» Exercise inputs:
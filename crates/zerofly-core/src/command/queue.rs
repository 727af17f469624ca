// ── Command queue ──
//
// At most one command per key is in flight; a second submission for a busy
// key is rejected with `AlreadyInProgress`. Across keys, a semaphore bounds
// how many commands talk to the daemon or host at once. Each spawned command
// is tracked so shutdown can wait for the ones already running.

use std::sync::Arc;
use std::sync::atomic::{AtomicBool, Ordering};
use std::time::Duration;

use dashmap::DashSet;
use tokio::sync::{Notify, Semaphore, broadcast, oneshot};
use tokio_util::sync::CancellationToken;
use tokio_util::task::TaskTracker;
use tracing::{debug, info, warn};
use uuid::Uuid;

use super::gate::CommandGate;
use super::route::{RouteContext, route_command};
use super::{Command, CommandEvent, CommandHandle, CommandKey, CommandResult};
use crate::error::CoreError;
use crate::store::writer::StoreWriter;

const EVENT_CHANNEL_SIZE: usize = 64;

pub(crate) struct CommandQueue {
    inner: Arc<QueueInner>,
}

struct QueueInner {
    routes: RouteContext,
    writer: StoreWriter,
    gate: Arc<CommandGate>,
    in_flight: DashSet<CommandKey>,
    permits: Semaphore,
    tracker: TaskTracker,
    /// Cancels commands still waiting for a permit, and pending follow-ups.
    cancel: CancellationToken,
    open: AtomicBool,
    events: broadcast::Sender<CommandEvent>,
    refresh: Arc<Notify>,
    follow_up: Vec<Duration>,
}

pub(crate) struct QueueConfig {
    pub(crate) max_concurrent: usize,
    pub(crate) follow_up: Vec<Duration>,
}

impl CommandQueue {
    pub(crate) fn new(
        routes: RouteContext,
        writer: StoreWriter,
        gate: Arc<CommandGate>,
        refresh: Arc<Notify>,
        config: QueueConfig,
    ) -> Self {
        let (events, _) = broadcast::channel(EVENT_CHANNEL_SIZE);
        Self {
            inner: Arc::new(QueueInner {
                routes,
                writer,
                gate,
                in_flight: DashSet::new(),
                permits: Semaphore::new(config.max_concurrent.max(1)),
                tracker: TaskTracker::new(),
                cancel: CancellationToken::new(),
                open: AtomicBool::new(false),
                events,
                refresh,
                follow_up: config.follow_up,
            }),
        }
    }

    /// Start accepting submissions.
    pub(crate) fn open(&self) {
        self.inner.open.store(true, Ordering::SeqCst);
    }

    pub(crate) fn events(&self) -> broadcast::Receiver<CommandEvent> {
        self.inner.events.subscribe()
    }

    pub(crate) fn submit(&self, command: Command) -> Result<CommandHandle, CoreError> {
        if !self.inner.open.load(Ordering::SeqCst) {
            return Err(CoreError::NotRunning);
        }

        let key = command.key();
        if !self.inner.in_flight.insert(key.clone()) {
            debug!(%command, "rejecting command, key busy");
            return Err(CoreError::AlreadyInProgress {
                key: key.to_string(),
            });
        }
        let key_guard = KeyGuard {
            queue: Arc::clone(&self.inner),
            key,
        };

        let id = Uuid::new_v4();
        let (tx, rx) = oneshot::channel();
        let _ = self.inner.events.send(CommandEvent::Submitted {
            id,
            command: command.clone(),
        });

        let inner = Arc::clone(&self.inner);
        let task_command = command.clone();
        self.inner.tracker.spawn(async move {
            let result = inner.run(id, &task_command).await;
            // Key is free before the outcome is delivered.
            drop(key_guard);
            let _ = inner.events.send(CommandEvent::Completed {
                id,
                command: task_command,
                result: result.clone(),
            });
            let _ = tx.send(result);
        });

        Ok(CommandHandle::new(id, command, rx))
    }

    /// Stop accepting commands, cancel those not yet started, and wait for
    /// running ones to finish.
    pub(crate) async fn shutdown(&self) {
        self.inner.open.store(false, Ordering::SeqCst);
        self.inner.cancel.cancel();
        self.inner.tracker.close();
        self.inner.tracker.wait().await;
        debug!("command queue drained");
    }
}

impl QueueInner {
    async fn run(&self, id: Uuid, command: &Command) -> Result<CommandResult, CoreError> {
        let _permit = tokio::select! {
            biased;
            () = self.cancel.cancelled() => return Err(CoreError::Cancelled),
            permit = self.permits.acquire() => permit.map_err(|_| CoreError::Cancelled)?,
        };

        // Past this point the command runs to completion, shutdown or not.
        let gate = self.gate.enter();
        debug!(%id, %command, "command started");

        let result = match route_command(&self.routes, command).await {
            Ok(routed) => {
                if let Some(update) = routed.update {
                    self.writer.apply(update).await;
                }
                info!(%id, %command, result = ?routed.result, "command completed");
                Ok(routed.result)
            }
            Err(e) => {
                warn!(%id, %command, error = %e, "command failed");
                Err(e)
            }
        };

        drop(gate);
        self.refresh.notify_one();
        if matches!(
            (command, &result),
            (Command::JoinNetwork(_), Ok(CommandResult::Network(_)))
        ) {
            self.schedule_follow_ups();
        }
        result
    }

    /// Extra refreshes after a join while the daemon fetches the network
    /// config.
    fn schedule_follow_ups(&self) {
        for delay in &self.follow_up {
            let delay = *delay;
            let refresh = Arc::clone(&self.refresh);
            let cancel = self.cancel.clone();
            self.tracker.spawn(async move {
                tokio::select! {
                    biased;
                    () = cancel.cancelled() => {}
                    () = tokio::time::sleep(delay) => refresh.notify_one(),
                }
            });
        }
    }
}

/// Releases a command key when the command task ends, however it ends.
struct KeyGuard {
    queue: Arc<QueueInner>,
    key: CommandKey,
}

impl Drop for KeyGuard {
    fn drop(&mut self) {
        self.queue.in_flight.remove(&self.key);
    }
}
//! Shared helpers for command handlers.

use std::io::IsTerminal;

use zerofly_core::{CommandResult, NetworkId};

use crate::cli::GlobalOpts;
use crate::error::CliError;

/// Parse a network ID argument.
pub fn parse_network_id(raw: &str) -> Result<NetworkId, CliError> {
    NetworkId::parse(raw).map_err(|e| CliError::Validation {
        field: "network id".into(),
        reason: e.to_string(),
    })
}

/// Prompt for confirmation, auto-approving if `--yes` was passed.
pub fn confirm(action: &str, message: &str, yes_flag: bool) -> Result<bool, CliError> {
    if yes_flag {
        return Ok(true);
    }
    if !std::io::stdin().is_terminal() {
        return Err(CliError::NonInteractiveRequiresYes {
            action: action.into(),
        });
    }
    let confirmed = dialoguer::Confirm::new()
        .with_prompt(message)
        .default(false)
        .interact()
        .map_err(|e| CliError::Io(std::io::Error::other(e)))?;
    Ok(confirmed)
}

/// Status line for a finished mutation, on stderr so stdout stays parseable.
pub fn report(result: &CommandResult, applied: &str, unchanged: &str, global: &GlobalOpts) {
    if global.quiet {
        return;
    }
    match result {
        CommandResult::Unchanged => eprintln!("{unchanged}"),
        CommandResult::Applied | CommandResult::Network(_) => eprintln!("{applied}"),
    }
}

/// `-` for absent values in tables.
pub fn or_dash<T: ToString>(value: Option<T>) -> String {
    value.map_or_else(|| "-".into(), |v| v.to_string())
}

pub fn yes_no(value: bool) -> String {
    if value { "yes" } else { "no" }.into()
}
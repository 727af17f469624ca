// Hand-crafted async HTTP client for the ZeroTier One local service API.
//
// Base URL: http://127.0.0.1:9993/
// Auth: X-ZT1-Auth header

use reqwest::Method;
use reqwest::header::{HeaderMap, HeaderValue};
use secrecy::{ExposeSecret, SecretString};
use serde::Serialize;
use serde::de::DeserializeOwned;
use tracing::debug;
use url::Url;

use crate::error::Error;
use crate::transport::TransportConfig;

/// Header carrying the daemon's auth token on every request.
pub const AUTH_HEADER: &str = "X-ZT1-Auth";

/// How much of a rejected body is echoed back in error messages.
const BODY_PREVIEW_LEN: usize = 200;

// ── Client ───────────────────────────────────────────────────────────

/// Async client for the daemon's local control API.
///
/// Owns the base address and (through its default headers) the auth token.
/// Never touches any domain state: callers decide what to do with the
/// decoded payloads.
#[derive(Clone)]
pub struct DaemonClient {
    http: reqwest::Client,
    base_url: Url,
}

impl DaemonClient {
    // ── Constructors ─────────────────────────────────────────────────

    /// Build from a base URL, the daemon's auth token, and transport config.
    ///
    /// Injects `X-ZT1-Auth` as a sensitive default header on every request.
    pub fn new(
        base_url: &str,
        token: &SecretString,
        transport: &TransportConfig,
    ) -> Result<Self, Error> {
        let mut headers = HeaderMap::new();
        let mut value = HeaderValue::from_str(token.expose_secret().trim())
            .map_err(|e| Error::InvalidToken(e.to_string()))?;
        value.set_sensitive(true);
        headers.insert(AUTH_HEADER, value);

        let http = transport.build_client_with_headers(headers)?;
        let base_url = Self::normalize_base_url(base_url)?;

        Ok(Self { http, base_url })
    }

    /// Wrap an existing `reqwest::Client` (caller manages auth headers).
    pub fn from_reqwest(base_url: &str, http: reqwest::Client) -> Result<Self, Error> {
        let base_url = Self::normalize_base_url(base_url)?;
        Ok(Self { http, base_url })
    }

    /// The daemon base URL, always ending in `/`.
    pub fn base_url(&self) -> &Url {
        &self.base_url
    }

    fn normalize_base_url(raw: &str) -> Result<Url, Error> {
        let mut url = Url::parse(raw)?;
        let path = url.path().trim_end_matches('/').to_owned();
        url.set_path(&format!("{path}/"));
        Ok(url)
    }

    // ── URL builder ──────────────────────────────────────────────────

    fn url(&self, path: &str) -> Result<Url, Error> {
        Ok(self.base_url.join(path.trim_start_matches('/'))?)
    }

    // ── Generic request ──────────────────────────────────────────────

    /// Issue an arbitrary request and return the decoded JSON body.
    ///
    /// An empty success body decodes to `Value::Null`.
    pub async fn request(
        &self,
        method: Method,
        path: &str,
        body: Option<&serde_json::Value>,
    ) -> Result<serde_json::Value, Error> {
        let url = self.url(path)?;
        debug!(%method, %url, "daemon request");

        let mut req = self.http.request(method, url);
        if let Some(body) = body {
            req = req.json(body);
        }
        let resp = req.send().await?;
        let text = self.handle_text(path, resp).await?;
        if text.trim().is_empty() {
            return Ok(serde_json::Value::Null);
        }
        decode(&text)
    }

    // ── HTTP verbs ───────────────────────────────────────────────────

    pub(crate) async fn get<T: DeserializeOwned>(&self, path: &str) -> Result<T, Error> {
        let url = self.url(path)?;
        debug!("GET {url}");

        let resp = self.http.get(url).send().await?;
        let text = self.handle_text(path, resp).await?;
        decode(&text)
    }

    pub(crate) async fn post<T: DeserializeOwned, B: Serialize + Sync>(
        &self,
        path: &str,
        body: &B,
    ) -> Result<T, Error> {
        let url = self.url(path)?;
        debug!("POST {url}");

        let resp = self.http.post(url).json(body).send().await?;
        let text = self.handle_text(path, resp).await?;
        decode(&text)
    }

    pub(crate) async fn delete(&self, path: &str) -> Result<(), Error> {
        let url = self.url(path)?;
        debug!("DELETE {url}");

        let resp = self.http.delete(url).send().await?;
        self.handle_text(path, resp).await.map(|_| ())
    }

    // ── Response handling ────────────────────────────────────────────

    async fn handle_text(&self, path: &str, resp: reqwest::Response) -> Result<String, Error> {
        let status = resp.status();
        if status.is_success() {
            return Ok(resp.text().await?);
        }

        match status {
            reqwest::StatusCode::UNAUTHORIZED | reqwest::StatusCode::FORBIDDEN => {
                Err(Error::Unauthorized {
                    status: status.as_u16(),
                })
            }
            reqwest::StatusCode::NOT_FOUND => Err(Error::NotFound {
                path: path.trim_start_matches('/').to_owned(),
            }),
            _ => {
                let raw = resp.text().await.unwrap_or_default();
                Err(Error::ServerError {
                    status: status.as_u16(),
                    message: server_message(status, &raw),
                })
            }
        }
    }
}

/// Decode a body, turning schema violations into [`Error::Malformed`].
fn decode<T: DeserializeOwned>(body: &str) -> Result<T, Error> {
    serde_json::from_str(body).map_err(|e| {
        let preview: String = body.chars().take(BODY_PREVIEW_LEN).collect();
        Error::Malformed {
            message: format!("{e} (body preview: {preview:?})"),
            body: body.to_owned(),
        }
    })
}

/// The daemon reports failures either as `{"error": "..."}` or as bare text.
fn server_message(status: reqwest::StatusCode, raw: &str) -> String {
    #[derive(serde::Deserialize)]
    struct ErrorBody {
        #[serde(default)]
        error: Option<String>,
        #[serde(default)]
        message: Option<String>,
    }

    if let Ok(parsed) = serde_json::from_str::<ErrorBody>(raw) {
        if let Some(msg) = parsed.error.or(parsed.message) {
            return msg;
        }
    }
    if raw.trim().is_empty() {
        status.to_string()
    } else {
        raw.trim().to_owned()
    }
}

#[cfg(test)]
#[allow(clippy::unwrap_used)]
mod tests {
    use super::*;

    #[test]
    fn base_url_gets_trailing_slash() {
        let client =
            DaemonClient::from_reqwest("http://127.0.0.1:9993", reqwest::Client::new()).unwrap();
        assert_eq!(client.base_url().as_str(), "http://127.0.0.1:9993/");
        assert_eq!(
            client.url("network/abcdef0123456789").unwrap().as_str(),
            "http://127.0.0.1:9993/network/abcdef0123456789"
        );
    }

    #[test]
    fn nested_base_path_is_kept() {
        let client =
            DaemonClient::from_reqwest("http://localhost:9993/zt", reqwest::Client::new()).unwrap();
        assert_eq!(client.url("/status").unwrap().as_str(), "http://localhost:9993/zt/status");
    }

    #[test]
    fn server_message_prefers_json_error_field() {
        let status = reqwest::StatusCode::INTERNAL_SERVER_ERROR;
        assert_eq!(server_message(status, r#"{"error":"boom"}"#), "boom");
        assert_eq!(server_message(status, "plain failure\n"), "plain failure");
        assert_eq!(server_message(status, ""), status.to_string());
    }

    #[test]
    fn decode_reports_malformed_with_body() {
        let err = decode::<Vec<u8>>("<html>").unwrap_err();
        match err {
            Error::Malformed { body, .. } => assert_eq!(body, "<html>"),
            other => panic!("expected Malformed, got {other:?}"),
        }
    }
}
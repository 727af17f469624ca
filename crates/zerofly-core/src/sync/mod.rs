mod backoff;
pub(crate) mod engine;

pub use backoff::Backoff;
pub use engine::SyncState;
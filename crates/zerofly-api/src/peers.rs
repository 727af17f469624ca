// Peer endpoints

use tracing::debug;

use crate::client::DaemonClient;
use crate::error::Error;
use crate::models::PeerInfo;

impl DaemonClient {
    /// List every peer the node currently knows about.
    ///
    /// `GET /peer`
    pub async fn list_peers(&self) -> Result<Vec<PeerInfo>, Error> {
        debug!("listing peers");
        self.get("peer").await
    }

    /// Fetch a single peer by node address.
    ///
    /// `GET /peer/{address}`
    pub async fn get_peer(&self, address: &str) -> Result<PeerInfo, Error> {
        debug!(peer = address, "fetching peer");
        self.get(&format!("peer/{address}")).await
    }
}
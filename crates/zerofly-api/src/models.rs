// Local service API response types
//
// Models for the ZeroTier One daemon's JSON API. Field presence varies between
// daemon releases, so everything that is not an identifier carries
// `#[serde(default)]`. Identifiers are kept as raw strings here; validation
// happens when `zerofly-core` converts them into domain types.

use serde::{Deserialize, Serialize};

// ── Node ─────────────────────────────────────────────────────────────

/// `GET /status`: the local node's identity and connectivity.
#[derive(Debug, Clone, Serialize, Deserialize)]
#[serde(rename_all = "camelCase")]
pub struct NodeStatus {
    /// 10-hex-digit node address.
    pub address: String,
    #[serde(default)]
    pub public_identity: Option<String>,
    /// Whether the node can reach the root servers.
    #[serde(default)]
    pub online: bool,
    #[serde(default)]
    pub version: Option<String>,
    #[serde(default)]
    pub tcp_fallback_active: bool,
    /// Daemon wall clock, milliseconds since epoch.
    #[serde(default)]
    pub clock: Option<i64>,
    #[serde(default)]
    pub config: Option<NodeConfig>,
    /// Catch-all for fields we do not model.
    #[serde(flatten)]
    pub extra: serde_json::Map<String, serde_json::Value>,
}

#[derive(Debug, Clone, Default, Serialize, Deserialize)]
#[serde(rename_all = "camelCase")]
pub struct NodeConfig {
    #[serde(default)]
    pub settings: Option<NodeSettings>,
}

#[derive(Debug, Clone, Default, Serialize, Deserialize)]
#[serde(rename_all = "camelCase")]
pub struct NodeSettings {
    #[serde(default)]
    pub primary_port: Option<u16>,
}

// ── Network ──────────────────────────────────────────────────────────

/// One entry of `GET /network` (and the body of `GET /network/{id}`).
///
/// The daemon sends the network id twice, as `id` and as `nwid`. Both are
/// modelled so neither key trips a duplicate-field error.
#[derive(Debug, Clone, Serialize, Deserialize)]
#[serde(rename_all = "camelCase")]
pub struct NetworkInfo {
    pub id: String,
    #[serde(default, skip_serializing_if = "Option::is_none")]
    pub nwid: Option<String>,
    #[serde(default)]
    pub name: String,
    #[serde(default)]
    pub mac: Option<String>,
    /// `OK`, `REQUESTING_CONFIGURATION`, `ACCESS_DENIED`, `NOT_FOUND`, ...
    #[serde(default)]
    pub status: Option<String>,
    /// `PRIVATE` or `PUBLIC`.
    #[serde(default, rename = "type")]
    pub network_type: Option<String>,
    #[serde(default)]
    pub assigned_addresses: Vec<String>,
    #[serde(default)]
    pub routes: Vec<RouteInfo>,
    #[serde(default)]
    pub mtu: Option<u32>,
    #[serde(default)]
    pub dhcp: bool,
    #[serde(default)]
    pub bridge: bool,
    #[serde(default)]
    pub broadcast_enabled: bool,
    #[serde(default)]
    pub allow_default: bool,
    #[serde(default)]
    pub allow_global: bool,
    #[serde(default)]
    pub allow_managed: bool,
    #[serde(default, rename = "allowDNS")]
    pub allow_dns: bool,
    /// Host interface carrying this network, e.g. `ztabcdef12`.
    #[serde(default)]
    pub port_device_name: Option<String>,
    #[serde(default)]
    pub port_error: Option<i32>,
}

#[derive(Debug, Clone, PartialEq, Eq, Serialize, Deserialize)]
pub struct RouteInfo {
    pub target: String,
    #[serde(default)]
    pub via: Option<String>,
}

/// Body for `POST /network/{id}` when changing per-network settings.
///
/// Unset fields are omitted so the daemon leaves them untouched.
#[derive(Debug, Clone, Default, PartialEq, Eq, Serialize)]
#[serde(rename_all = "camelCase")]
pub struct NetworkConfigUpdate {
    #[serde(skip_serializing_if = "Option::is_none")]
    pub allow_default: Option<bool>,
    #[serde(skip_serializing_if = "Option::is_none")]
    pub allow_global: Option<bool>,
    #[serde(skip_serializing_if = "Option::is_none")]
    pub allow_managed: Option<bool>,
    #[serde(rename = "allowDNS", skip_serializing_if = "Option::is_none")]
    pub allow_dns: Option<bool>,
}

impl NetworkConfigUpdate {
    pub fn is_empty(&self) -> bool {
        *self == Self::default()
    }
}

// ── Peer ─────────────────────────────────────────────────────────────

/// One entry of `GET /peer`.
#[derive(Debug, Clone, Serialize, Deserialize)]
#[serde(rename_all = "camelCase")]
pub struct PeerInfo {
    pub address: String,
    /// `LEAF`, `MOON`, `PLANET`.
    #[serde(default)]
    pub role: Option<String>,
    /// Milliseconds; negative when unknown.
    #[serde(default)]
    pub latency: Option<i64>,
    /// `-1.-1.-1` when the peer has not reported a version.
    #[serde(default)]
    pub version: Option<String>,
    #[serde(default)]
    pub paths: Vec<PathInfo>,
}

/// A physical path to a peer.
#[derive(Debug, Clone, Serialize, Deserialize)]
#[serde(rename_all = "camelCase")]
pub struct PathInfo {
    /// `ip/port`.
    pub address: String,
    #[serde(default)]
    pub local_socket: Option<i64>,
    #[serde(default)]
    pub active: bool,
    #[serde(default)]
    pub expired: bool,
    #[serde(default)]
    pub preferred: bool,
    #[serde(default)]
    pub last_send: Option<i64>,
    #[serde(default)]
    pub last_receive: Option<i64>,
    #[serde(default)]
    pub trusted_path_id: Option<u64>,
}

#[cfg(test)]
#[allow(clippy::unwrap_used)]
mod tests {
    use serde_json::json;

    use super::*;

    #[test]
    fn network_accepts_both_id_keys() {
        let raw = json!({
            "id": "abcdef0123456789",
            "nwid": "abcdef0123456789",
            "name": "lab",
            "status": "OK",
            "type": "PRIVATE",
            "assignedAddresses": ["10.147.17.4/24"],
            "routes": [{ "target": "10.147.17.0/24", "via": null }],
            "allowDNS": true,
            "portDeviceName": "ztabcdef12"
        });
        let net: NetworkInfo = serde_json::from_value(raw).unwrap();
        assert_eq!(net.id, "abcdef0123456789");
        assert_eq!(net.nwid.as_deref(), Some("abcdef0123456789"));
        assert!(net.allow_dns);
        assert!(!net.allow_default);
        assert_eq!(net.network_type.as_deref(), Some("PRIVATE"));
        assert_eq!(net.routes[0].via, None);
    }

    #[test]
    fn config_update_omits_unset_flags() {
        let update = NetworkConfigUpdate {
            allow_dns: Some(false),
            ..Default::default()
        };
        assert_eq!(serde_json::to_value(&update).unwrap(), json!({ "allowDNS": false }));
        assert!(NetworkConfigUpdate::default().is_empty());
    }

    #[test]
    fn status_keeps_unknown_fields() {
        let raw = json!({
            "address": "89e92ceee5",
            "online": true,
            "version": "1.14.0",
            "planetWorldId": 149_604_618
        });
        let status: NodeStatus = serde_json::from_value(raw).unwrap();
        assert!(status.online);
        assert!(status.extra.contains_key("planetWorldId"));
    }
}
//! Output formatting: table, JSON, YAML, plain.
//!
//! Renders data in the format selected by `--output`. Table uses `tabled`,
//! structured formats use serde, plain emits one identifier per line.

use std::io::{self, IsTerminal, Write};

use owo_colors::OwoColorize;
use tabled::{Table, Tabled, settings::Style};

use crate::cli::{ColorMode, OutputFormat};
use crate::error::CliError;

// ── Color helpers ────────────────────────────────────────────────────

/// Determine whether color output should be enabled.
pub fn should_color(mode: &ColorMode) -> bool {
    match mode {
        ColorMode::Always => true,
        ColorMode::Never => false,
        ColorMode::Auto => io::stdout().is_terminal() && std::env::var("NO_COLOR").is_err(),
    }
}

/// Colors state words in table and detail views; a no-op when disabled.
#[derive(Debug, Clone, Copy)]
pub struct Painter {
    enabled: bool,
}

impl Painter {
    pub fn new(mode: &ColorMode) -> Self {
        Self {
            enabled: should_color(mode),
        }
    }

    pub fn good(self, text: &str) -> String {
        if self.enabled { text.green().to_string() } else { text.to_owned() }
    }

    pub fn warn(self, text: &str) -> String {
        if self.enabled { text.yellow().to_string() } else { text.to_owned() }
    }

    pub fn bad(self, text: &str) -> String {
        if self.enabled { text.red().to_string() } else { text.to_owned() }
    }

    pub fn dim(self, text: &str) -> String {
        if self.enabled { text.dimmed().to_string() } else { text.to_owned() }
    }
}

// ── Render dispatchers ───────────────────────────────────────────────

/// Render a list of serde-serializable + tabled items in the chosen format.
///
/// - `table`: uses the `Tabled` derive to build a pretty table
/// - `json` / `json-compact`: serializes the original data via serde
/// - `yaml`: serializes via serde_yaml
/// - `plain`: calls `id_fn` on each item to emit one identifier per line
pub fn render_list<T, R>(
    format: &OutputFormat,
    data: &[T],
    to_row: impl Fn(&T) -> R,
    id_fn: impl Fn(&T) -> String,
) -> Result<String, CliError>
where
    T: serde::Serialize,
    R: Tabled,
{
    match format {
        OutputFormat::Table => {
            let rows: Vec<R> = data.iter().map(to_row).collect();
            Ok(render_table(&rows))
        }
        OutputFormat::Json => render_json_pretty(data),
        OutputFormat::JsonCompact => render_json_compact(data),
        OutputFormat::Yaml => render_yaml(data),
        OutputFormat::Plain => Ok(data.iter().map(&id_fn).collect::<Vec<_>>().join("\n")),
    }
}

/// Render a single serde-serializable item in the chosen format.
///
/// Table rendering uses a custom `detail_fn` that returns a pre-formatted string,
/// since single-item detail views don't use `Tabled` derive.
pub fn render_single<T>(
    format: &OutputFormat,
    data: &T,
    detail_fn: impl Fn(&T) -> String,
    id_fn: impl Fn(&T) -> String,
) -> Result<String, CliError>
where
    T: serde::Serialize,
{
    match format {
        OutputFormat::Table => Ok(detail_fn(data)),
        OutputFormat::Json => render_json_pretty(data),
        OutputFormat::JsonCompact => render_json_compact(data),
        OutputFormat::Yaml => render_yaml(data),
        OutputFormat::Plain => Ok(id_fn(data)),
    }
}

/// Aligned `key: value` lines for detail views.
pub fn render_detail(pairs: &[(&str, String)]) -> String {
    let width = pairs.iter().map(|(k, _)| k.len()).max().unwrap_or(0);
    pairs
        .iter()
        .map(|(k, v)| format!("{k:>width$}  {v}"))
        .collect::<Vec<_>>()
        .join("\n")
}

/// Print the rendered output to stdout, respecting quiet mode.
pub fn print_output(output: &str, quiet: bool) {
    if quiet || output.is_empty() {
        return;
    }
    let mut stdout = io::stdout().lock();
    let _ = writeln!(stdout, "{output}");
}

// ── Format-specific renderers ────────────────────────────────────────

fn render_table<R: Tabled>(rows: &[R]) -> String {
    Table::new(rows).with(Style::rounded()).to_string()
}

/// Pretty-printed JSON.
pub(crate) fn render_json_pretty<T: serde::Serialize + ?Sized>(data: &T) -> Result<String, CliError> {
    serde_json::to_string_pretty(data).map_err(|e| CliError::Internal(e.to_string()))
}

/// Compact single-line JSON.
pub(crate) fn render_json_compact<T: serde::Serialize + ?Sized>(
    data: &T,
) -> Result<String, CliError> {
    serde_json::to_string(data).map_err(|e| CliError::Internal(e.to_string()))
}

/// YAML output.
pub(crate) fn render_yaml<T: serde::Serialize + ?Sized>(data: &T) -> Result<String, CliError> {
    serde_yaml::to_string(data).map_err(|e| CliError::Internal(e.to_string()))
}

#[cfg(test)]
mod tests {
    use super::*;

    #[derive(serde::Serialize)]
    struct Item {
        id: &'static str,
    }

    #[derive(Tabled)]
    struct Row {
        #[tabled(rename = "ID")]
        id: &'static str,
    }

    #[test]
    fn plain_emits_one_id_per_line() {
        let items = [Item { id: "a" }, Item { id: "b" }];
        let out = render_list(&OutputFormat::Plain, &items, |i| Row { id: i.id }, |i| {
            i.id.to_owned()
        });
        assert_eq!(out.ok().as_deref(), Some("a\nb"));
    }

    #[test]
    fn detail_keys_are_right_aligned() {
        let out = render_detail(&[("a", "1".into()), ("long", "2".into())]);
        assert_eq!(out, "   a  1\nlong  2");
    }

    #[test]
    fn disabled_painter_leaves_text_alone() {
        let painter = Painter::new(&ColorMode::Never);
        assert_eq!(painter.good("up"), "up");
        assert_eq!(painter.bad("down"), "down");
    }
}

» Task details:
Find the string "into" in the material above. Then copy each line that has it.

» Solved exercise:
        field: "network id".into(),
            action: action.into(),
    value.map_or_else(|| "-".into(), |v| v.to_string())
    if value { "yes" } else { "no" }.into()
/// Decode a body, turning schema violations into [`Error::Malformed`].
// happens when `zerofly-core` converts them into domain types.
        let out = render_detail(&[("a", "1".into()), ("long", "2".into())]);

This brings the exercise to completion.